JDOM currently disallows this as the lowest common demoninator is the
default Element implementation which comes hardwired with 7 instance
variables. Whether they refer to objects or not they are a waste of RAM.
This seems like a good argument to me for interfaces or abstract base
classes.

> BTW, that
> one variable would be reusable in the same model by any sort of
> subclass.  So, as I said, that's not a fundamental advantage of
> interfaces.

I'm arguing for a seperation between interface and implementation for the
XML tree in JDOM. This is elementary object orientation stuff.

I want to be free to implement the "element" interface using as much or as
little RAM as I see fit. Memory is kinda important with XML as files can
often contain very large numbers of elements and attribtues and it uses
considerable CPU and RAM to parse.

Whether the abstract base class technique is used or interfaces are used I
don't mind that much. You obviously favour the abstract base class approach
which I can understand. I'm not arguing over either of these approaches. I'm
just arguing for a clear split between interface and implementation which is
something the Collections library does very well. This is also quite
elementary object orientated design. Incidentally the Collections library
uses both interfaces and abstract base classes for maximum flexibility.

> >     List list = new List()
> >
> > is much easier than
> >
> >     List list = ArrayList();
>
> Following the interface model used by collections, changing from an
> ArrayList to LinkedList takes one line of change.  If JDOM followed suit
> with the same design, changing from FooElement to BarElement would
> require "n" many lines of change.

I don't follow your logic here. It depends on what your code is. I might
have 10,000 lines of code creating Lists or 1. I might have 10,000 lines of
code creating BarElements or 1.

> That's why factories usually come
> into play, to get it back to one line of change at the cost of each
> later line involving a factory call.

Yes, the "Factory" pattern or the "Factory Method" pattern are useful
techniques to allow you to change the implemetantions you are using without
changing too much code. They are useful but optional techniques though.

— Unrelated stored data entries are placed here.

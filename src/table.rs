//! The per-table accessor surface.

use rowgate_core::error::{Result, RowgateError};
use rowgate_core::exec::{Executor, Statement};
use rowgate_core::filter::{Filter, FilterCompiler, col};
use rowgate_core::helpers;
use rowgate_core::loader::{LoaderKey, LoaderKind};
use rowgate_core::order::{OrderSpec, Page, build_order_and_limit};
use rowgate_core::row::Row;
use rowgate_core::sql::SQL;
use rowgate_core::value::Value;
use rowgate_types::{ColumnDef, SemanticType, TableDef};

use crate::scope::Scope;

/// Arguments of [`TableClient::find_many`].
///
/// ```
/// use rowgate::{FindMany, OrderSpec, Page, col};
///
/// let query = FindMany::new()
///     .filter(col("rating").gt(4.5))
///     .order(OrderSpec::new().asc("message"))
///     .page(Page::new().limit(10));
/// assert_eq!(query.page.limit, Some(10));
/// ```
#[derive(Debug, Clone, Default, PartialEq)]
pub struct FindMany {
    pub filter: Filter,
    pub order: OrderSpec,
    pub page: Page,
}

impl FindMany {
    #[must_use]
    pub fn new() -> Self {
        Self::default()
    }

    #[must_use]
    pub fn filter(mut self, filter: impl Into<Filter>) -> Self {
        self.filter = filter.into();
        self
    }

    #[must_use]
    pub fn order(mut self, order: OrderSpec) -> Self {
        self.order = order;
        self
    }

    #[must_use]
    pub fn page(mut self, page: Page) -> Self {
        self.page = page;
        self
    }
}

/// Reads and writes one table inside a [`Scope`].
///
/// Soft-deleted rows are hidden unless the client was obtained through
/// [`include_deleted`](Self::include_deleted). Point lookups go through the
/// scope's batched loaders; `find_many` and the mutations compile straight to
/// SQL.
pub struct TableClient<'s, 'r, E> {
    scope: &'s Scope<'r, E>,
    table: &'r TableDef,
    include_deleted: bool,
}

impl<'s, 'r, E: Executor> TableClient<'s, 'r, E> {
    pub(crate) fn new(scope: &'s Scope<'r, E>, table: &'r TableDef) -> Self {
        Self {
            scope,
            table,
            include_deleted: false,
        }
    }

    pub fn name(&self) -> &'r str {
        &self.table.name
    }

    /// Returns soft-deleted rows as well.
    #[must_use]
    pub fn include_deleted(mut self) -> Self {
        self.include_deleted = true;
        self
    }

    /// Parses a where-object against this table.
    ///
    /// ```json
    /// { "message": { "contains": "est" }, "OR": [{ "rating": { "gt": 4.5 } }] }
    /// ```
    #[cfg(feature = "json")]
    pub fn parse_where(&self, value: &serde_json::Value) -> Result<Filter> {
        Filter::from_json(self.scope.schema(), &self.table.name, value)
    }

    /// Rows matching `query.filter`, ordered and paginated.
    ///
    /// Soft-deleted rows are excluded in SQL, so a `limit` counts visible rows
    /// only. Backward pages come back in the declared order.
    pub async fn find_many(&self, query: &FindMany) -> Result<Vec<Row>> {
        let exec = self.scope.executor();
        let dialect = exec.dialect();
        let plan = build_order_and_limit(self.table, &query.order, &query.page, dialect)?;

        let mut parts = vec![query.filter.clone()];
        parts.extend(plan.keyset);
        parts.extend(self.visible_filter());
        let filter = match parts.len() {
            1 => parts.remove(0),
            _ => Filter::and(parts),
        };

        let condition = self.compiler().compile(&self.table.name, &filter)?;
        let sql = helpers::select(&self.table.name, condition, plan.order_by, plan.limit);

        let mut rows: Vec<Row> = exec
            .query(&Statement::render(&sql, dialect))
            .await?
            .into_iter()
            .map(|row| row.conform(self.table))
            .collect();
        if plan.reverse {
            rows.reverse();
        }
        Ok(rows)
    }

    /// The row with the unique `key`, batched with every other lookup on the
    /// same key shape issued in this turn.
    ///
    /// `key` must name exactly the columns of a declared unique key.
    pub async fn find_unique(&self, key: &LoaderKey) -> Result<Option<Row>> {
        let columns: Vec<&str> = key.columns().collect();
        let loader = self.scope.loader(&self.table.name, &columns, LoaderKind::Unique)?;
        let row = loader.load_one(self.scope.executor(), key).await?;
        Ok(row.filter(|row| self.is_visible(row)))
    }

    /// Every row with the non-unique `key`.
    ///
    /// The first ordering requested for a key within the scope sticks; later
    /// requests for the same key reuse those rows in that order.
    pub async fn find_many_by_key(
        &self,
        key: &LoaderKey,
        order: Option<&OrderSpec>,
    ) -> Result<Vec<Row>> {
        let columns: Vec<&str> = key.columns().collect();
        let loader = self.scope.loader(&self.table.name, &columns, LoaderKind::Many)?;
        let rows = loader.load_many(self.scope.executor(), key, order).await?;
        Ok(rows.into_iter().filter(|row| self.is_visible(row)).collect())
    }

    /// Inserts `rows` and returns the number of rows written.
    ///
    /// Every row must carry the same columns.
    pub async fn insert(&self, rows: &[Row]) -> Result<u64> {
        let Some(first) = rows.first() else {
            return Ok(0);
        };
        if first.is_empty() {
            return Err(RowgateError::InvalidMutation("insert without values".into()));
        }
        let columns: Vec<&str> = first.columns().collect();
        for row in rows {
            row.check(self.table)?;
            let same_shape =
                row.len() == columns.len() && columns.iter().all(|column| row.contains(column));
            if !same_shape {
                return Err(RowgateError::InvalidMutation(
                    "inserted rows must share one column set".into(),
                ));
            }
        }

        let sql = helpers::insert(&self.table.name, &columns, rows);
        self.write(&sql).await
    }

    /// Sets `values` on every row matching `filter`; returns the number of
    /// rows changed.
    ///
    /// `filter` must constrain something and `values` must be non-empty.
    pub async fn update(&self, filter: &Filter, values: Row) -> Result<u64> {
        if filter.is_unconstrained() {
            return Err(RowgateError::InvalidMutation(
                "update without a where condition".into(),
            ));
        }
        if values.is_empty() {
            return Err(RowgateError::InvalidMutation("update without values".into()));
        }
        values.check(self.table)?;

        let condition = self.compiler().compile(&self.table.name, filter)?;
        let sql = helpers::update(&self.table.name, &values, condition);
        self.write(&sql).await
    }

    /// Flags every row matching `filter` as deleted.
    pub async fn soft_delete(&self, filter: &Filter) -> Result<u64> {
        let column = self.scope.soft_delete_column(self.table).ok_or_else(|| {
            RowgateError::InvalidMutation(
                compact_str::format_compact!("table {} has no soft-delete column", self.table.name),
            )
        })?;
        let flag = match column.semantic {
            SemanticType::Boolean => Value::Boolean(true),
            _ => Value::Integer(1),
        };
        if filter.is_unconstrained() {
            return Err(RowgateError::InvalidMutation(
                "soft delete without a where condition".into(),
            ));
        }
        self.update(filter, Row::new().with(column.name.as_str(), flag))
            .await
    }

    /// Runs a write and invalidates this table's loaders, whether or not the
    /// statement succeeded.
    async fn write(&self, sql: &SQL) -> Result<u64> {
        let exec = self.scope.executor();
        let outcome = exec.execute(&Statement::render(sql, exec.dialect())).await;
        self.scope.invalidate(&self.table.name);
        outcome
    }

    fn compiler(&self) -> FilterCompiler<'r> {
        FilterCompiler::new(self.scope.schema())
    }

    /// `deleted IS NULL OR deleted = false`, unless deleted rows are wanted.
    fn visible_filter(&self) -> Option<Filter> {
        if self.include_deleted {
            return None;
        }
        let column = self.scope.soft_delete_column(self.table)?;
        let not_deleted = col(column.name.as_str()).equals(not_deleted_value(column));
        Some(if column.nullable {
            Filter::or([col(column.name.as_str()).is_null(), not_deleted])
        } else {
            not_deleted.into()
        })
    }

    fn is_visible(&self, row: &Row) -> bool {
        if self.include_deleted {
            return true;
        }
        match self.scope.soft_delete_column(self.table) {
            Some(column) => !row.get(&column.name).is_some_and(Value::is_truthy),
            None => true,
        }
    }
}

fn not_deleted_value(column: &ColumnDef) -> Value {
    match column.semantic {
        SemanticType::Boolean => Value::Boolean(false),
        _ => Value::Integer(0),
    }
}
use compact_str::format_compact;
use rowgate_types::{Dialect, TableDef};

use super::{Cursor, Direction, OrderSpec, Page};
use crate::error::{Result, RowgateError};
use crate::filter::{Filter, col};
use crate::row::Row;
use crate::sql::{SQL, Token};
use crate::value::Value;

/// Ordering and pagination fragments for one query.
#[derive(Debug, Clone, PartialEq)]
pub struct OrderPlan {
    /// Keyset predicate, to be conjoined with the caller's filter
    pub keyset: Option<Filter>,
    /// `ORDER BY ...`, empty without an ordering
    pub order_by: SQL,
    /// `LIMIT ... OFFSET ...`, empty when unbounded
    pub limit: SQL,
    /// The physical order is reversed; rows must be reversed before returning
    pub reverse: bool,
}

/// Builds ORDER BY, LIMIT/OFFSET and the keyset predicate for `page`.
///
/// Backward cursors flip every direction so the engine reads the rows nearest
/// the cursor first; [`OrderPlan::reverse`] tells the caller to restore the
/// declared order afterwards.
pub fn build_order_and_limit(
    table: &TableDef,
    order: &OrderSpec,
    page: &Page,
    dialect: Dialect,
) -> Result<OrderPlan> {
    for (column, _) in order.iter() {
        if table.column(column).is_none() {
            return Err(RowgateError::unknown_field(&table.name, column));
        }
    }

    let reverse = page.is_backward();
    let (keyset, offset) = match &page.cursor {
        None => (None, None),
        Some(Cursor::Offset(offset)) => (None, Some(*offset)),
        Some(Cursor::After(values)) => (
            Some(keyset_filter(table, order, values, false, dialect)?),
            None,
        ),
        Some(Cursor::Before(values)) => (
            Some(keyset_filter(table, order, values, true, dialect)?),
            None,
        ),
    };

    Ok(OrderPlan {
        keyset,
        order_by: order_by(&table.name, order, reverse),
        limit: limit_offset(page.limit, offset, dialect),
        reverse,
    })
}

fn order_by(table: &str, order: &OrderSpec, reverse: bool) -> SQL {
    if order.is_empty() {
        return SQL::empty();
    }

    let columns = order.iter().map(|(column, direction)| {
        let direction = if reverse {
            direction.reverse()
        } else {
            direction
        };
        SQL::column(Some(table), column).push(match direction {
            Direction::Asc => Token::ASC,
            Direction::Desc => Token::DESC,
        })
    });

    SQL::token(Token::ORDER)
        .push(Token::BY)
        .append(SQL::join(columns, Token::COMMA))
}

fn limit_offset(limit: Option<u64>, offset: Option<u64>, dialect: Dialect) -> SQL {
    let offset = offset.filter(|offset| *offset > 0);
    let limit_sql = match (limit, offset) {
        (Some(limit), _) => SQL::token(Token::LIMIT).append(SQL::number(limit)),
        (None, Some(_)) => match dialect.unbounded_limit() {
            Some(unbounded) => SQL::token(Token::LIMIT).append(SQL::raw(unbounded)),
            None => SQL::empty(),
        },
        (None, None) => SQL::empty(),
    };

    match offset {
        Some(offset) => limit_sql
            .push(Token::OFFSET)
            .append(SQL::number(offset)),
        None => limit_sql,
    }
}

/// Row-comparison expansion of a keyset cursor:
/// `(c1 > v1) OR (c1 = v1 AND c2 > v2) OR ...`, with `>` flipped to `<` for
/// descending columns and flipped again when paging backward.
///
/// Only the ordering columns named by the cursor take part, in ordering order.
/// Nullable columns keep NULL where `dialect` sorts it, so rows holding NULL
/// and NULL cursor values both have a position in the scan.
fn keyset_filter(
    table: &TableDef,
    order: &OrderSpec,
    values: &Row,
    backward: bool,
    dialect: Dialect,
) -> Result<Filter> {
    if values.is_empty() {
        return Err(RowgateError::InvalidCursor("cursor has no values".into()));
    }
    if order.is_empty() {
        return Err(RowgateError::InvalidCursor(
            "a keyset cursor needs an ordering".into(),
        ));
    }
    if let Some(column) = values.columns().find(|column| order.direction(column).is_none()) {
        return Err(RowgateError::InvalidCursor(format_compact!(
            "cursor column {column} is not part of the ordering"
        )));
    }

    let mut named = Vec::with_capacity(values.len());
    for (column, direction) in order.iter() {
        let Some(value) = values.get(column) else {
            continue;
        };
        let nullable = table.column(column).is_some_and(|def| def.nullable);
        if value.is_null() && !nullable {
            return Err(RowgateError::InvalidCursor(format_compact!(
                "cursor value for {column} is null"
            )));
        }
        let ascending = matches!(direction, Direction::Asc) != backward;
        named.push(KeysetColumn {
            column,
            value,
            ascending,
            nullable,
            nulls_last: ascending != dialect.nulls_sort_first(),
        });
    }

    let mut branches = Vec::with_capacity(named.len());
    for (depth, column) in named.iter().enumerate() {
        let Some(beyond) = column.beyond() else {
            continue;
        };
        let mut terms: Vec<Filter> = named[..depth].iter().map(KeysetColumn::at).collect();
        terms.push(beyond);
        branches.push(Filter::and(terms));
    }

    match (branches.is_empty(), named.first()) {
        // The cursor sits on the last position the ordering can reach
        (true, Some(first)) => Ok(col(first.column).is_in(Vec::<Value>::new()).into()),
        _ => Ok(Filter::or(branches)),
    }
}

/// One cursor column as seen by the scan.
struct KeysetColumn<'a> {
    column: &'a str,
    value: &'a Value,
    /// Scan direction after applying the page direction
    ascending: bool,
    nullable: bool,
    /// NULL comes after every other value in scan order
    nulls_last: bool,
}

impl KeysetColumn<'_> {
    /// Rows tied with the cursor on this column.
    fn at(&self) -> Filter {
        if self.value.is_null() {
            col(self.column).is_null().into()
        } else {
            col(self.column).equals(self.value.clone()).into()
        }
    }

    /// Rows strictly past the cursor on this column, `None` when none can be.
    fn beyond(&self) -> Option<Filter> {
        if self.value.is_null() {
            return (!self.nulls_last).then(|| col(self.column).is_not_null().into());
        }

        let comparison: Filter = if self.ascending {
            col(self.column).gt(self.value.clone())
        } else {
            col(self.column).lt(self.value.clone())
        }
        .into();

        Some(if self.nullable && self.nulls_last {
            Filter::or([comparison, col(self.column).is_null().into()])
        } else {
            comparison
        })
    }
}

> > Interfaces are useful because the implementation is totally open
> > ended rather than having to use the bagagge that you decide upfront.
>
> If reduced instance data is your only argument for an abstract class,
> you're discounting the implementation flexibility we have in concrete
> classes.

Huh? What flexibility do you have because I am only allowed to derive from
an Element class with 7 instance variables?

> > > The price of that interface
> > > architecture is we can no longer declare final methods like
> > > equals().
> >
> > I don't see that as a big loss.
>
> I suspect that's because you haven't fully understood how JDOM is
> designed to work.

???

JDOM is designed to implement an XML document object model in Java. Having a
final equals method is not essential for this goal and losing it is not a
big loss.

> > > Also, we'll have this IElement interface that no one uses because
> > > they say new Element(),
> >
> > Only someone who's doing custom building of an XML tree is affected.
> > Readers, parsers, outputters are not affected at all.
>
> If those readers still say "Document d = builder.getDocument()" then the
> advantage of the generic interface/abstract class above is nullified,
> because they're speaking in terms of concrete classes.

Firstly the code:-

Document d = builder.getDocument()

is not speaking in terms of concrete classes. Document could be abstract.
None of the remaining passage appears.